Beside this error code the function returns a result. So, the function has two
outputs: the function result and the error code as additional execution
information. A common design pattern is to use an out parameter for the
additional information.
static void Main(string[] args)
{
int errorCode;
var x = DoSomething(out errorCode);
if (errorCode == 0)
{
double y = x * 5;
}
}
private static double DoSomething(out int errorCode)
{
errorCode = 0;
return 4.2;
}
This common
design pattern has one major disadvantage: it creates a complex data flow. The
standard design of a function has a straight forward data flow: you have one or
more input parameters which are passed on method call and you have one function
result which will be assigned to a result variable. With output parameters you
create a data flow which is way more complex. Would it be nice to return all
outputs as function result to go back to the straight forward data flow? This
can be done with tuples. The following source code shows the adapted example.

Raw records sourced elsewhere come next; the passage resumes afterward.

use rust_decimal::Decimal;
use serde::{Deserialize, Serialize};
use std::fmt;

/// ISO 4217-style currency code a group keeps its ledger in.
///
/// The code decides the minor unit every share and balance is rounded to:
/// two decimal places unless the currency is known to use zero or three.
///
/// # Examples
///
/// ```
/// use divy_ledger::core::currency::CurrencyCode;
/// use rust_decimal_macros::dec;
///
/// let usd = CurrencyCode::new("USD");
/// assert_eq!(usd.minor_unit(), dec!(0.01));
/// assert_eq!(CurrencyCode::new("JPY").minor_unit(), dec!(1));
/// ```
#[derive(Debug, Clone, PartialEq, Eq, Hash, PartialOrd, Ord, Serialize, Deserialize)]
#[serde(transparent)]
pub struct CurrencyCode(String);

const ZERO_DECIMAL_CURRENCIES: &[&str] = &[
    "BIF", "CLP", "DJF", "GNF", "ISK", "JPY", "KMF", "KRW", "PYG", "RWF", "UGX", "VND", "VUV",
    "XAF", "XOF", "XPF",
];

const THREE_DECIMAL_CURRENCIES: &[&str] = &["BHD", "IQD", "JOD", "KWD", "LYD", "OMR", "TND"];

impl CurrencyCode {
    pub fn new(code: impl Into<String>) -> Self {
        Self(code.into().to_ascii_uppercase())
    }

    pub fn as_str(&self) -> &str {
        &self.0
    }

    /// Number of decimal places in the currency's minor unit.
    pub fn minor_digits(&self) -> u32 {
        let code = self.0.as_str();
        if ZERO_DECIMAL_CURRENCIES.contains(&code) {
            0
        } else if THREE_DECIMAL_CURRENCIES.contains(&code) {
            3
        } else {
            2
        }
    }

    /// The smallest representable amount, e.g. `0.01` for USD.
    pub fn minor_unit(&self) -> Decimal {
        Decimal::new(1, self.minor_digits())
    }

    /// Whether `amount` carries no precision below the minor unit.
    pub fn is_representable(&self, amount: Decimal) -> bool {
        amount.round_dp(self.minor_digits()) == amount
    }
}

impl Default for CurrencyCode {
    fn default() -> Self {
        Self::new("USD")
    }
}

impl fmt::Display for CurrencyCode {
    fn fmt(&self, f: &mut fmt::Formatter<'_>) -> fmt::Result {
        write!(f, "{}", self.0)
    }
}

impl From<&str> for CurrencyCode {
    fn from(s: &str) -> Self {
        Self::new(s)
    }
}
use crate::core::balance::NetBalance;
use crate::core::error::LedgerError;
use crate::core::member::MemberId;
use rust_decimal::Decimal;
use serde::{Deserialize, Serialize};

/// One suggested transfer that pays down a debt.
#[derive(Debug, Clone, PartialEq, Eq, Serialize, Deserialize)]
pub struct Transfer {
    pub from: MemberId,
    pub to: MemberId,
    pub amount: Decimal,
}

/// Produce a short list of transfers that squares every member.
///
/// Greedy: repeatedly match the member owed the most with the member who
/// owes the most and move the smaller of the two amounts. Ties go to the
/// lower member id, so the plan is deterministic. Each step zeroes at least
/// one member, giving at most `n - 1` transfers.
///
/// # Examples
///
/// ```
/// use divy_ledger::core::balance::NetBalance;
/// use divy_ledger::core::member::MemberId;
/// use divy_ledger::engine::settlement::simplify_debts;
/// use rust_decimal_macros::dec;
///
/// let mut balances = NetBalance::new();
/// balances.adjust(&MemberId::new("1"), dec!(-15)).unwrap();
/// balances.adjust(&MemberId::new("2"), dec!(5)).unwrap();
/// balances.adjust(&MemberId::new("3"), dec!(10)).unwrap();
///
/// let plan = simplify_debts(&balances);
/// assert_eq!(plan.len(), 2);
/// assert_eq!(plan[0].to, MemberId::new("3"));
/// assert_eq!(plan[0].amount, dec!(10));
/// ```
pub fn simplify_debts(balances: &NetBalance) -> Vec<Transfer> {
    let mut creditors = balances.creditors();
    let mut debtors = balances.debtors();
    let mut transfers = Vec::new();

    while let (Some(ci), Some(di)) = (largest(&creditors), largest(&debtors)) {
        let amount = creditors[ci].1.min(debtors[di].1);
        transfers.push(Transfer {
            from: debtors[di].0.clone(),
            to: creditors[ci].0.clone(),
            amount,
        });

        creditors[ci].1 -= amount;
        debtors[di].1 -= amount;
        creditors.retain(|(_, v)| *v > Decimal::ZERO);
        debtors.retain(|(_, v)| *v > Decimal::ZERO);
    }

    log::debug!(
        "settlement plan: {} transfers for {} outstanding",
        transfers.len(),
        balances.total_outstanding()
    );
    transfers
}

/// Index of the largest amount; the lowest id wins ties because the input
/// is in ascending id order and only a strictly larger amount replaces it.
fn largest(entries: &[(MemberId, Decimal)]) -> Option<usize> {
    let mut best: Option<usize> = None;
    for (i, (_, amount)) in entries.iter().enumerate() {
        match best {
            Some(b) if entries[b].1 >= *amount => {}
            _ => best = Some(i),
        }
    }
    best
}

/// Balances after every transfer in `plan` has been paid.
pub fn apply_plan(balances: &NetBalance, plan: &[Transfer]) -> Result<NetBalance, LedgerError> {
    let mut after = balances.clone();
    for transfer in plan {
        after.apply_transfer(&transfer.from, &transfer.to, transfer.amount)?;
    }
    Ok(after)
}
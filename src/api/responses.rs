use crate::core::balance::NetBalance;
use crate::core::currency::CurrencyCode;
use crate::core::error::LedgerError;
use crate::core::expense::{Expense, ExpenseId};
use crate::core::group::{Group, GroupId};
use crate::core::member::{Member, MemberId};
use crate::core::payment::{Payment, PaymentId, PaymentStatus};
use crate::engine::ledger::{GroupLedger, HistoryEntry};
use crate::engine::settlement::{simplify_debts, Transfer};
use crate::engine::split::Split;
use chrono::{DateTime, NaiveDate, Utc};
use rust_decimal::Decimal;
use serde::Serialize;

/// Reply to `POST /api/shared/expense`.
#[derive(Debug, Clone, Serialize)]
pub struct SplitResponse {
    pub expense_id: ExpenseId,
    /// Signed amount per participant, positive = owed to them.
    pub splits: Split,
}

impl From<Split> for SplitResponse {
    fn from(split: Split) -> Self {
        Self {
            expense_id: split.expense_id(),
            splits: split,
        }
    }
}

/// Reply to `GET /api/shared/group/:id`.
#[derive(Debug, Clone, Serialize)]
pub struct GroupResponse {
    pub id: GroupId,
    pub name: String,
    pub created_by: MemberId,
    pub created_at: DateTime<Utc>,
    pub currency: CurrencyCode,
    pub members: Vec<Member>,
}

impl From<&Group> for GroupResponse {
    fn from(group: &Group) -> Self {
        Self {
            id: group.id().clone(),
            name: group.name().to_string(),
            created_by: group.created_by().clone(),
            created_at: group.created_at(),
            currency: group.currency().clone(),
            members: group.members().cloned().collect(),
        }
    }
}

/// Reply to `GET /api/shared/group/:id/balances`.
#[derive(Debug, Clone, Serialize)]
pub struct BalancesResponse {
    pub net_balances: NetBalance,
    pub simplified_transactions: Vec<Transfer>,
}

impl BalancesResponse {
    pub fn from_ledger(ledger: &GroupLedger) -> Result<Self, LedgerError> {
        let net_balances = ledger.net_balances()?;
        let simplified_transactions = simplify_debts(&net_balances);
        Ok(Self {
            net_balances,
            simplified_transactions,
        })
    }
}

#[derive(Debug, Clone, Serialize)]
pub struct ExpenseEntry {
    pub id: ExpenseId,
    pub description: String,
    pub amount: Decimal,
    pub paid_by: MemberId,
    pub notes: Option<String>,
    pub date: NaiveDate,
    pub created_at: DateTime<Utc>,
}

impl From<&Expense> for ExpenseEntry {
    fn from(e: &Expense) -> Self {
        Self {
            id: e.id(),
            description: e.description().to_string(),
            amount: e.amount(),
            paid_by: e.paid_by().clone(),
            notes: e.notes().map(str::to_string),
            date: e.date(),
            created_at: e.created_at(),
        }
    }
}

#[derive(Debug, Clone, Serialize)]
pub struct PaymentEntry {
    pub id: PaymentId,
    pub from_user: MemberId,
    pub to_user: MemberId,
    pub amount: Decimal,
    pub date: NaiveDate,
    pub status: PaymentStatus,
    pub created_at: DateTime<Utc>,
}

impl From<&Payment> for PaymentEntry {
    fn from(p: &Payment) -> Self {
        Self {
            id: p.id(),
            from_user: p.from().clone(),
            to_user: p.to().clone(),
            amount: p.amount(),
            date: p.date(),
            status: p.status(),
            created_at: p.created_at(),
        }
    }
}

/// Reply to `GET /api/shared/group/:id/history`, newest first.
#[derive(Debug, Clone, Default, Serialize)]
pub struct HistoryResponse {
    pub expenses: Vec<ExpenseEntry>,
    pub payments: Vec<PaymentEntry>,
}

impl From<&GroupLedger> for HistoryResponse {
    fn from(ledger: &GroupLedger) -> Self {
        let mut response = Self::default();
        for entry in ledger.history() {
            match entry {
                HistoryEntry::Expense(e) => response.expenses.push(e.into()),
                HistoryEntry::Payment(p) => response.payments.push(p.into()),
            }
        }
        response
    }
}

/// `{ "error": "..." }` body for any rejected request.
#[derive(Debug, Clone, PartialEq, Eq, Serialize)]
pub struct ErrorResponse {
    pub error: String,
}

impl From<&LedgerError> for ErrorResponse {
    fn from(err: &LedgerError) -> Self {
        Self {
            error: err.to_string(),
        }
    }
}

#[cfg(test)]
mod tests {
    use super::*;
    use rust_decimal_macros::dec;

    fn ledger() -> GroupLedger {
        GroupLedger::new(Group::new(
            GroupId::new("7"),
            "Trip",
            Member::new("1", "ana"),
            vec![Member::new("2", "ben"), Member::new("3", "caro")],
        ))
    }

    #[test]
    fn test_split_response_shape() {
        let mut ledger = ledger();
        let split = ledger
            .add_expense(Expense::new(GroupId::new("7"), MemberId::new("1"), dec!(30)))
            .unwrap();
        let json = serde_json::to_value(SplitResponse::from(split)).unwrap();

        assert!(json["expense_id"].is_string());
        assert_eq!(json["splits"]["1"], "20");
        assert_eq!(json["splits"]["2"], "-10");
        assert_eq!(json["splits"]["3"], "-10");
    }

    #[test]
    fn test_balances_response_shape() {
        let mut ledger = ledger();
        ledger
            .add_expense(Expense::new(GroupId::new("7"), MemberId::new("1"), dec!(30)))
            .unwrap();
        let json = serde_json::to_value(BalancesResponse::from_ledger(&ledger).unwrap()).unwrap();

        assert_eq!(json["net_balances"]["1"], "20");
        assert_eq!(json["net_balances"]["2"], "-10");
        assert_eq!(json["simplified_transactions"].as_array().unwrap().len(), 2);
        assert_eq!(json["simplified_transactions"][0]["to"], "1");
    }

    #[test]
    fn test_group_response_members() {
        let json = serde_json::to_value(GroupResponse::from(ledger().group())).unwrap();
        assert_eq!(json["id"], "7");
        assert_eq!(json["created_by"], "1");
        assert_eq!(json["members"][1]["username"], "ben");
        assert_eq!(json["members"].as_array().unwrap().len(), 3);
    }

    #[test]
    fn test_history_response() {
        let mut ledger = ledger();
        ledger
            .add_expense(Expense::new(GroupId::new("7"), MemberId::new("2"), dec!(9)))
            .unwrap();
        ledger
            .record_payment(Payment::new(
                GroupId::new("7"),
                MemberId::new("3"),
                MemberId::new("2"),
                dec!(3),
            ))
            .unwrap();
        let json = serde_json::to_value(HistoryResponse::from(&ledger)).unwrap();
        assert_eq!(json["expenses"][0]["paid_by"], "2");
        assert_eq!(json["payments"][0]["from_user"], "3");
        assert_eq!(json["payments"][0]["status"], "pending");
    }

    #[test]
    fn test_error_response() {
        let err = LedgerError::NonPositiveAmount { amount: dec!(0) };
        let json = serde_json::to_value(ErrorResponse::from(&err)).unwrap();
        assert_eq!(json["error"], "amount must be positive, got 0");
    }
}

static void Main(string[] args)
{
var x = DoSomething();
if (x.Item1 == 0)
{
double y = x.Item2 * 5;
}
}
private static (double, int) DoSomething()
{
return (4.2, 0);
}
Within this
source code the new tuple syntax is used so we don’t have to explicitly define
a tuple instance. On function declaration we can define several return
parameters and the compiler will create an according tuple. If we call the
function we can assign the result to a variable and access the tuple parameters
by the parameters “Item1” to “ItemX”.
This is a
nice first step into the right direction. But it really bothers to call the
tuple members by the generic properties with name “ItemX”. Of course, the new
tuple syntax takes care of this aspect and allows to name the return values.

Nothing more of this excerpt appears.